March 21,2007

Baucus-Hatch Bill Protects Financial Services Jobs In U.S.

International tax legislation will help U.S. companies keep pace with foreign competitors

Washington, DC – Senators Max Baucus (D-Mont.) and Orrin Hatch (R-Utah) today introduced
legislation to protect the jobs that U.S. financial services companies have created in the U.S., by
keeping the industry on an equal tax footing with its international competitors. When foreign
financial services companies earn income abroad, it’s not subject to taxation until the money is
brought back to the parent company at home. The law giving American companies this tax
treatment here at home is set to expire next year. The Senators’ bill would make the “Subpart F”
exception for active financing income permanent, so U.S. firms and their workers are not
disadvantaged by tax burdens their competitors don’t face.

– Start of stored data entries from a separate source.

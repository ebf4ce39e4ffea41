//! The textual rule grammar: `name=value[/mask]` tokens.
//!
//! Tokens are separated by `','` or Unicode whitespace, whichever suits the
//! environment: commas survive unquoted in shell arguments and CSV cells,
//! whitespace reads better in files. Consecutive separators collapse, so
//! empty CSV entries are harmless.
//!
//! Each label maps to a fixed OXM type; the value grammar depends on the
//! field's width (decimal or `0x`-hex for numerics, colon- or hyphen-form
//! MACs, dotted-quad or CIDR IPv4, IPv6 literals). Unknown labels are
//! offered to the registered experimenter stringers, first success wins.

use std::fmt::Write;
use std::net::Ipv6Addr;

use byteorder::{ByteOrder, NetworkEndian};
use smoltcp::wire::{EthernetAddress, Ipv4Address};

use super::fields::*;
use super::flow_match::{BasicOxm, Match};
use super::registry::OxmExtensionRegistry;
use super::tlv_split;
use crate::error::TextError;
use crate::port::PortNumber;
use crate::Repr;

/// The token separator class.
pub fn is_separator(c: char) -> bool {
    c == ',' || c.is_whitespace()
}

/// Parse a whole rule into a [`Match`].
pub fn parse(txt: &str, registry: &OxmExtensionRegistry) -> Result<Match, TextError> {
    let mut parsed = Match::default();
    let mut rest = txt.trim_matches(is_separator);
    while !rest.is_empty() {
        let (tlv, eaten) = parse_one(rest, registry)?;
        let chunk =
            Match::parse(&tlv).map_err(|_| TextError::Unknown(rest[..eaten].to_string()))?;
        parsed.basic.extend(chunk.basic);
        for (key, bucket) in chunk.exp {
            parsed.exp.entry(key).or_default().extend(bucket);
        }
        rest = rest[eaten..].trim_start_matches(is_separator);
    }
    Ok(parsed)
}

/// Parse one leading token, returning its TLV bytes and the number of
/// bytes of `txt` consumed.
pub fn parse_one(txt: &str, registry: &OxmExtensionRegistry) -> Result<(Vec<u8>, usize), TextError> {
    if let Some(label_end) = txt.find('=') {
        if label_end > 0 {
            let label = &txt[..label_end];
            let args = &txt[label_end + 1..];
            let (value, mask, arg_len) = split_pair(args);
            if let Some(entry) = parse_basic(label, value, mask)? {
                let mut tlv = vec![0; entry.buffer_len()];
                entry.emit(&mut tlv).map_err(|_| bad_value(label, value))?;
                return Ok((tlv, label_end + 1 + arg_len));
            }
        }
    }
    for stringer in registry.stringers() {
        if let Ok(parsed) = stringer.to_oxm(txt) {
            return Ok(parsed);
        }
    }
    Err(TextError::Unknown(txt.to_string()))
}

/// Stringify a match. Masked values render as `value/mask`; fields with no
/// known textual form render as `?`.
pub fn to_text(repr: &Match, registry: &OxmExtensionRegistry) -> String {
    let mut tokens = Vec::new();
    for entry in &repr.basic {
        tokens.push(basic_to_text(entry));
    }
    for (key, bucket) in &repr.exp {
        for tlv in tlv_split(bucket) {
            tokens.push(match registry.stringer(key.experimenter) {
                Some(stringer) => stringer.from_oxm(tlv),
                None => "?".to_string(),
            });
        }
    }
    tokens.join(",")
}

/// Cut the leading token out of `args` and split it at the first `/`.
/// Returns `(value, mask, token length)`.
fn split_pair(args: &str) -> (&str, Option<&str>, usize) {
    let token = match args.find(is_separator) {
        Some(sep) => &args[..sep],
        None => args,
    };
    match token.find('/') {
        Some(split) if split > 0 => (&token[..split], Some(&token[split + 1..]), token.len()),
        _ => (token, None, token.len()),
    }
}

fn bad_value(label: &str, value: &str) -> TextError {
    TextError::BadValue {
        label: label.to_string(),
        value: value.to_string(),
    }
}

fn parse_uint(txt: &str, bits: u32) -> Option<u64> {
    let parsed = if let Some(hex) = txt.strip_prefix("0x").or_else(|| txt.strip_prefix("0X")) {
        u64::from_str_radix(hex, 16).ok()?
    } else {
        txt.parse().ok()?
    };
    if bits < 64 && parsed >> bits != 0 {
        return None;
    }
    Some(parsed)
}

/// Hex with or without a `0x` prefix, as the halves of `packet_type` are
/// written.
fn parse_hex16(txt: &str) -> Option<u16> {
    let digits = txt
        .strip_prefix("0x")
        .or_else(|| txt.strip_prefix("0X"))
        .unwrap_or(txt);
    u16::from_str_radix(digits, 16).ok()
}

fn parse_mac(txt: &str) -> Option<EthernetAddress> {
    let sep = if txt.contains(':') { ':' } else { '-' };
    let mut bytes = [0; 6];
    let mut count = 0;
    for group in txt.split(sep) {
        if count == 6 || group.len() != 2 {
            return None;
        }
        bytes[count] = u8::from_str_radix(group, 16).ok()?;
        count += 1;
    }
    if count != 6 {
        return None;
    }
    Some(EthernetAddress::from_bytes(&bytes))
}

fn parse_ipv4(txt: &str) -> Option<Ipv4Address> {
    let addr: std::net::Ipv4Addr = txt.parse().ok()?;
    Some(Ipv4Address::from_bytes(&addr.octets()))
}

/// A prefix length rendered as a byte mask, CIDR style.
fn prefix_mask(ones: usize, len: usize) -> Vec<u8> {
    let mut mask = vec![0; len];
    for i in 0..ones {
        mask[i / 8] |= 1 << (7 - i % 8);
    }
    mask
}

enum Shape {
    Uint8,
    Uint16 { maskable: bool },
    Uint24,
    Uint32 { maskable: bool },
    Uint64,
    Port,
    PacketType,
    Mac,
    V4,
    V6,
}

fn label_shape(label: &str) -> Option<(u32, Shape)> {
    let (oxm_type, shape) = match label {
        "vlan_pcp" => (VLAN_PCP, Shape::Uint8),
        "ip_dscp" => (IP_DSCP, Shape::Uint8),
        "ip_ecn" => (IP_ECN, Shape::Uint8),
        "ip_proto" => (IP_PROTO, Shape::Uint8),
        "icmpv4_type" => (ICMPV4_TYPE, Shape::Uint8),
        "icmpv4_code" => (ICMPV4_CODE, Shape::Uint8),
        "icmpv6_type" => (ICMPV6_TYPE, Shape::Uint8),
        "icmpv6_code" => (ICMPV6_CODE, Shape::Uint8),
        "mpls_tc" => (MPLS_TC, Shape::Uint8),
        "mpls_bos" => (MPLS_BOS, Shape::Uint8),
        "pbb_uca" => (PBB_UCA, Shape::Uint8),
        "eth_type" => (ETH_TYPE, Shape::Uint16 { maskable: false }),
        "tcp_src" => (TCP_SRC, Shape::Uint16 { maskable: false }),
        "tcp_dst" => (TCP_DST, Shape::Uint16 { maskable: false }),
        "udp_src" => (UDP_SRC, Shape::Uint16 { maskable: false }),
        "udp_dst" => (UDP_DST, Shape::Uint16 { maskable: false }),
        "sctp_src" => (SCTP_SRC, Shape::Uint16 { maskable: false }),
        "sctp_dst" => (SCTP_DST, Shape::Uint16 { maskable: false }),
        "arp_op" => (ARP_OP, Shape::Uint16 { maskable: false }),
        "vlan_vid" => (VLAN_VID, Shape::Uint16 { maskable: true }),
        "ipv6_exthdr" => (IPV6_EXTHDR, Shape::Uint16 { maskable: true }),
        "tcp_flags" => (TCP_FLAGS, Shape::Uint16 { maskable: true }),
        "pbb_isid" => (PBB_ISID, Shape::Uint24),
        "in_port" => (IN_PORT, Shape::Port),
        "in_phy_port" => (IN_PHY_PORT, Shape::Port),
        "actset_output" => (ACTSET_OUTPUT, Shape::Port),
        "ipv6_flabel" => (IPV6_FLABEL, Shape::Uint32 { maskable: true }),
        "mpls_label" => (MPLS_LABEL, Shape::Uint32 { maskable: true }),
        "packet_type" => (PACKET_TYPE, Shape::PacketType),
        "metadata" => (METADATA, Shape::Uint64),
        "tunnel_id" => (TUNNEL_ID, Shape::Uint64),
        "eth_dst" => (ETH_DST, Shape::Mac),
        "eth_src" => (ETH_SRC, Shape::Mac),
        "arp_sha" => (ARP_SHA, Shape::Mac),
        "arp_tha" => (ARP_THA, Shape::Mac),
        "ipv6_nd_sll" => (IPV6_ND_SLL, Shape::Mac),
        "ipv6_nd_tll" => (IPV6_ND_TLL, Shape::Mac),
        "ipv4_src" => (IPV4_SRC, Shape::V4),
        "ipv4_dst" => (IPV4_DST, Shape::V4),
        "arp_spa" => (ARP_SPA, Shape::V4),
        "arp_tpa" => (ARP_TPA, Shape::V4),
        "ipv6_src" => (IPV6_SRC, Shape::V6),
        "ipv6_dst" => (IPV6_DST, Shape::V6),
        "ipv6_nd_target" => (IPV6_ND_TARGET, Shape::V6),
        _ => return None,
    };
    Some((oxm_type, shape))
}
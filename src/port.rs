use core::fmt;

/// OpenFlow port numbers
#[derive(Debug, PartialEq, Eq, Clone, Copy)]
pub enum PortNumber {
    /// maximum number of physical and logical switch ports
    Max,
    /// Output port not set in action-set.
    Unset,
    /// Send the packet out the input port.
    InPort,
    /// Submit the packet to the first flow table. This destination port can only be used in
    /// packet-out messages.
    Table,
    /// Forward using non OpenFlow pipeline.
    Normal,
    /// Flood using non OpenFlow pipeline.
    Flood,
    /// Flood through all standard ports except input port.
    All,
    /// Send to controller
    Controller,
    /// Local OpenFlow "port"
    Local,
    /// Special value used in some requests when no port is specified (i.e. wildcarded)
    Any,
    /// A regular port number
    Regular(u32),
}

impl PortNumber {
    /// The textual name of a reserved port, `None` for regular ports.
    pub fn name(&self) -> Option<&'static str> {
        match *self {
            PortNumber::Max => Some("max"),
            PortNumber::Unset => Some("unset"),
            PortNumber::InPort => Some("in_port"),
            PortNumber::Table => Some("table"),
            PortNumber::Normal => Some("normal"),
            PortNumber::Flood => Some("flood"),
            PortNumber::All => Some("all"),
            PortNumber::Controller => Some("controller"),
            PortNumber::Local => Some("local"),
            PortNumber::Any => Some("any"),
            PortNumber::Regular(_) => None,
        }
    }

    /// Resolve a reserved port name. Note that `"in_port"` is a valid
    /// value: inside the value half of a rule token it always means the
    /// reserved port, never the field label.
    pub fn from_name(name: &str) -> Option<Self> {
        let port = match name {
            "max" => PortNumber::Max,
            "unset" => PortNumber::Unset,
            "in_port" => PortNumber::InPort,
            "table" => PortNumber::Table,
            "normal" => PortNumber::Normal,
            "flood" => PortNumber::Flood,
            "all" => PortNumber::All,
            "controller" => PortNumber::Controller,
            "local" => PortNumber::Local,
            "any" => PortNumber::Any,
            _ => return None,
        };
        Some(port)
    }
}

impl fmt::Display for PortNumber {
    fn fmt(&self, f: &mut fmt::Formatter) -> fmt::Result {
        match self.name() {
            Some(name) => f.write_str(name),
            None => write!(f, "{}", u32::from(*self)),
        }
    }
}

impl From<u32> for PortNumber {
    fn from(value: u32) -> Self {
        match value {
            0xffff_ff00 => PortNumber::Max,
            0xffff_fff7 => PortNumber::Unset,
            0xffff_fff8 => PortNumber::InPort,
            0xffff_fff9 => PortNumber::Table,
            0xffff_fffa => PortNumber::Normal,
            0xffff_fffb => PortNumber::Flood,
            0xffff_fffc => PortNumber::All,
            0xffff_fffd => PortNumber::Controller,
            0xffff_fffe => PortNumber::Local,
            0xffff_ffff => PortNumber::Any,
            other => PortNumber::Regular(other),
        }
    }
}

impl From<PortNumber> for u32 {
    fn from(value: PortNumber) -> Self {
        match value {
            PortNumber::Max => 0xffff_ff00,
            PortNumber::Unset => 0xffff_fff7,
            PortNumber::InPort => 0xffff_fff8,
            PortNumber::Table => 0xffff_fff9,
            PortNumber::Normal => 0xffff_fffa,
            PortNumber::Flood => 0xffff_fffb,
            PortNumber::All => 0xffff_fffc,
            PortNumber::Controller => 0xffff_fffd,
            PortNumber::Local => 0xffff_fffe,
            PortNumber::Any => 0xffff_ffff,
            PortNumber::Regular(other) => other,
        }
    }
}

#[cfg(test)]
mod test {
    use super::*;

    #[test]
    fn names_round_trip() {
        for value in [0xffff_ff00, 0xffff_fff8, 0xffff_ffff] {
            let port = PortNumber::from(value);
            let name = port.name().unwrap();
            assert_eq!(PortNumber::from_name(name), Some(port));
        }
        assert_eq!(PortNumber::from_name("7"), None);
        assert_eq!(PortNumber::Regular(7).to_string(), "7");
        assert_eq!(PortNumber::Controller.to_string(), "controller");
    }
}
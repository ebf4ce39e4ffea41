//! OXM match engine for an OpenFlow 1.3/1.4 software switch.
//!
//! This crate is the packet-classification core of a switch: it parses,
//! normalizes and evaluates OXM (OpenFlow eXtensible Match) expressions
//! against parsed packets or against other match expressions, and checks
//! candidate flow entries against a table's declared feature set.
//!
//! The crate is a pure library: every operation is a deterministic function
//! of its arguments plus an [`OxmExtensionRegistry`] the host populates at
//! startup. There is no I/O, no locking and no internal state.
//!
//! The pieces:
//!
//! - [`oxm`] — the TLV codec, the mask algebra, the [`Match`] entity with
//!   its predicates, the extension registry and the textual
//!   `name=value[/mask]` rule codec.
//! - [`table`] — per-table feature declarations and the admission check for
//!   candidate flow entries.
//!
//! The controller channel, message framing, the flow table itself and the
//! packet parser all live in the host; the engine sees packets only through
//! the [`FrameView`] capability.

pub use error::OfpError;

pub trait Repr
where
    Self: Sized,
{
    /// Parse a buffer and return a high-level representation.
    fn parse(buffer: &[u8]) -> Result<Self, OfpError>;

    /// Return the length of the byte stream that will be emitted from this
    /// high-level representation.
    fn buffer_len(&self) -> usize;

    /// Emit a high-level representation into a buffer.
    fn emit(&self, buffer: &mut [u8]) -> Result<(), OfpError>;
}

pub mod error;
pub mod oxm;
mod port;
pub mod table;

pub use error::{BadActionCode, BadInstructionCode, BadMatchCode, TextError};
pub use oxm::flow_match::{BasicOxm, ExperimenterKey, FrameView, Match};
pub use oxm::registry::{OxmExtensionRegistry, OxmHandler, OxmStringer};
pub use port::PortNumber;
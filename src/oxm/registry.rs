//! Dispatch for experimenter OXM fields.
//!
//! Experimenter payloads are opaque to the engine; everything it needs to
//! do with them goes through an [`OxmHandler`] the host registers per
//! `(oxm_type, experimenter id)` key. The registry is built once at process
//! start and afterwards only read, shared by reference into every
//! operation.

use std::collections::HashMap;

use super::flow_match::ExperimenterKey;
use super::{OxmHeader, CLASS_EXPERIMENTER};
use crate::error::{BadMatchCode, OfpError, TextError};

/// Host-provided behavior of one experimenter OXM field.
///
/// All methods are pure over their byte-slice arguments. `oxm` / bucket
/// arguments may hold several concatenated TLVs of the same key; errors are
/// reserved for malformed payloads.
pub trait OxmHandler {
    /// True iff the raw frame satisfies the bucket.
    fn matches(&self, frame: &[u8], oxm: &[u8]) -> Result<bool, OfpError>;

    /// Apply the bucket to the frame as a set-field action, returning the
    /// rewritten frame.
    fn set_field(&self, frame: &[u8], oxm: &[u8]) -> Result<Vec<u8>, OfpError>;

    /// True iff every packet matching `narrow` also matches the entries of
    /// the same key inside `wide`, a serialized whole match.
    fn fit(&self, narrow: &[u8], wide: &[u8]) -> Result<bool, OfpError>;

    /// True iff no packet can satisfy both buckets. Used for overlap
    /// checks.
    fn conflict(&self, a: &[u8], b: &[u8]) -> Result<bool, OfpError>;

    /// The identifier emitted for this field in table-features replies.
    /// `field` is the 8-byte experimenter header; the returned id caps the
    /// length advertised for variable-length payloads.
    fn oxm_id(&self, field: &[u8]) -> Result<Vec<u8>, OfpError>;

    /// Return a replacement TLV stream for the bucket with all implied
    /// prerequisite entries added. The stream must echo the bucket's own
    /// TLVs; it may add basic entries and entries of other experimenter
    /// keys.
    fn expand(&self, fields: &[u8]) -> Result<Vec<u8>, OfpError>;
}

/// Textual form of an experimenter field, keyed by experimenter id.
pub trait OxmStringer {
    /// Render one TLV as a `name=value` token.
    fn from_oxm(&self, oxm: &[u8]) -> String;

    /// Try to parse a token this stringer owns, returning the TLV bytes and
    /// how much of `txt` was consumed.
    fn to_oxm(&self, txt: &str) -> Result<(Vec<u8>, usize), TextError>;
}

/// The process-wide table of experimenter handlers and stringers.
///
/// Populate before first use; the engine never mutates it.
#[derive(Default)]
pub struct OxmExtensionRegistry {
    handlers: HashMap<ExperimenterKey, Box<dyn OxmHandler>>,
    stringers: HashMap<u32, Box<dyn OxmStringer>>,
}

impl OxmExtensionRegistry {
    pub fn new() -> Self {
        Self::default()
    }

    /// Register a handler for `(oxm_type, experimenter)`. The type's
    /// has-mask and length bits are ignored; its class must be
    /// `EXPERIMENTER`.
    pub fn register(
        &mut self,
        oxm_type: u32,
        experimenter: u32,
        handler: Box<dyn OxmHandler>,
    ) -> Result<(), OfpError> {
        let header = OxmHeader(oxm_type);
        if header.class() != CLASS_EXPERIMENTER {
            return Err(BadMatchCode::BadType.into());
        }
        let key = ExperimenterKey {
            oxm_type: header.oxm_type(),
            experimenter,
        };
        self.handlers.insert(key, handler);
        Ok(())
    }

    /// Register the textual form for an experimenter id.
    pub fn register_stringer(&mut self, experimenter: u32, stringer: Box<dyn OxmStringer>) {
        self.stringers.insert(experimenter, stringer);
    }

    pub fn handler(&self, key: &ExperimenterKey) -> Option<&dyn OxmHandler> {
        self.handlers.get(key).map(|handler| &**handler)
    }

    pub fn stringer(&self, experimenter: u32) -> Option<&dyn OxmStringer> {
        self.stringers.get(&experimenter).map(|stringer| &**stringer)
    }

    /// All registered stringers, for parsing tokens with unknown labels.
    pub fn stringers(&self) -> impl Iterator<Item = &dyn OxmStringer> {
        self.stringers.values().map(|stringer| &**stringer)
    }
}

“This bill is about jobs in Montana and all across the country. One U.S. financial services
company employs many Montanans in Great Falls alone, so the health of that company is
critically important to my constituents,”
Baucus said. “We need to make sure that U.S. tax
rules don’t make financial services companies less competitive in the world arena, and less
able to keep good-paying jobs here at home. Making this active financing provision
permanent will let U.S. companies make business decisions on a long-term basis.”

“America’s tax laws shouldn’t handicap Utah companies striving to lead in a very
competitive global marketplace,”
Hatch said. “Considerable overseas business is at stake.
Salt Lake City is home to firms that would benefit from this legislation, and Utah jobs could
be hurt if U.S.-based companies cannot fairly compete in the international marketplace.”
Deferral of U.S. tax for active financial services income was the law for the first seventy-seven
years of the corporate income tax. The deferral was reinstated in 1997 as a temporary provision. Congress has renewed it four times. Current law includes stringent safeguards to ensure that the income eligible for deferral of U.S. tax is real business income and is earned by local operations serving local markets. If the current law exception expired, Subpart F of the tax code would impose tax immediately on the income earned by foreign subsidiaries of U.S. companies, even if their income has not been brought back to the United States. The current law exception for active financing and insurance income generally applies to the U.S.-based financial services and insurance industries and also to domestic manufacturers who finance sales of large equipment to foreign customers. This is the exception the Senators are seeking to make permanent, to keep those companies on a level playing field worldwide.

“When we tax U.S. companies working overseas, we increase their overhead and allow their
competitors to undercut them,”
Hatch said. “That hurts American workers, business, our
influence abroad, and – ultimately – the tax revenue we’re able to collect. Renewing
legislation that puts our top-notch financial companies on competitive footing is good for
business and good for our country.”

Baucus noted, “The U.S. financial services industry is a global leader. Global financial
services markets are fiercely competitive. If U.S. companies were forced to bear current
U.S. tax, they would not be able to compete in the global marketplace. The U.S. would lose
its financial services leadership role. In that case, the thousands of jobs necessary to support
a global financial services operation would not be in the U.S. This legislation is critical to
the continuing vitality of the U.S. financial services industry, it is a crucial pillar supporting
tens of thousands of U.S. jobs, and it is the right tax policy answer.”

Senator Mike Crapo (R-Idaho) is also an original cosponsor of the bill. The legislation is
expected to be referred to the Senate Finance Committee. Baucus is the Chairman and Hatch and Crapo are members of that panel.